Characterization of working iron Fischer-Tropsch catalysts using quantitative diffraction methods

This study presents the results of the ex-situ characterization of working iron Fischer-Tropsch synthesis (F-TS) catalysts, reacted hundreds of hours at elevated pressures, using a new quantitative x-ray diffraction analytical methodology. Compositions, iron phase structures, and phase particle morphologies were determined and correlated with the observed reaction kinetics. Conclusions were drawn about the character of each catalyst in its most and least active state.; The identity of the active phase(s) in the Fe F-TS catalyst has been vigorously debated for more than 45 years. The highly-reduced catalyst, used to convert coal-derived syngas to hydrocarbon products, is thought to form a mixture of oxides, metal, and carbides upon pretreatment and reaction. Commonly, Soxhlet extraction is used to effect catalyst-product slurry separation; however, the extraction process could be producing irreversible changes in the catalyst, contributing to the conflicting results in the literature.; X-ray diffraction doesn't require analyte-matrix separation before analysis, and can detect trace phases down to 300 ppm/2 nm; thus, working catalyst slurries could be characterized as-sampled. Data were quantitatively interpreted employing first principles methods, including the Rietveld polycrystalline structure method. Pretreated catalysts and pure phases were examined experimentally and modeled to explore specific behavior under x-rays. Then, the working catalyst slurries were quantitatively characterized.
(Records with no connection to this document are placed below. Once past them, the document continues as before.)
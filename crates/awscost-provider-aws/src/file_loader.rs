//! Saved-response source
//!
//! Replays a `GetCostAndUsage` response saved as JSON, e.g. with
//! `aws ce get-cost-and-usage ... --output json > costs.json`. The query
//! range is not applied to the file; it is only logged.

use async_trait::async_trait;
use awscost_core::error::Result;
use awscost_core::provider::CostSource;
use awscost_core::response::CostAndUsage;
use awscost_core::types::DateRange;
use std::path::{Path, PathBuf};
use tracing::info;

/// `CostSource` reading a JSON file on every fetch
#[derive(Debug, Clone)]
pub struct JsonFileSource {
    path: PathBuf,
}

impl JsonFileSource {
    pub fn new(path: impl Into<PathBuf>) -> Self {
        Self { path: path.into() }
    }

    pub fn path(&self) -> &Path {
        &self.path
    }
}

#[async_trait]
impl CostSource for JsonFileSource {
    async fn fetch(&self, range: &DateRange) -> Result<CostAndUsage> {
        info!(
            "Reading saved cost response {} (requested {})",
            self.path.display(),
            range
        );
        let text = tokio::fs::read_to_string(&self.path).await?;
        CostAndUsage::from_json(&text)
    }

    fn describe(&self) -> String {
        format!("file {}", self.path.display())
    }
}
Empirical quantitation factors were calculated from experimental data or single crystal parameters, then validated using the Rietveld method results.; In the most active form, after pretreatment in H ₂ or in CO at P_ambient, well-preserved working catalysts contained significant amounts of Fe₇C₃ with trace α-Fe, once reaction had commenced at elevated pressure. Amounts of Fe₃O ₄ were constant and small, with carbide d_pavg < 15 nm. Small amounts of Fe₇C₃ were found in unreacted catalyst pretreated in CO at elevated pressures.; In the least active form, well-preserved working catalysts contained Fe₅C₂ amounts >65 wt%, regardless of pretreatment gas and pressure, with all d_pavg 18 nm. ε ′-Fe_2.2C carbide was found to probably consist of an {lcub}Fe₅C₂/Fe_xO/ε-Fe₃C{rcub} mixture. Fe₅C₂ carbide exhibited wide variations in diffraction pattern which could be correlated with sample handling events, changes in process conditions, or d_pavg.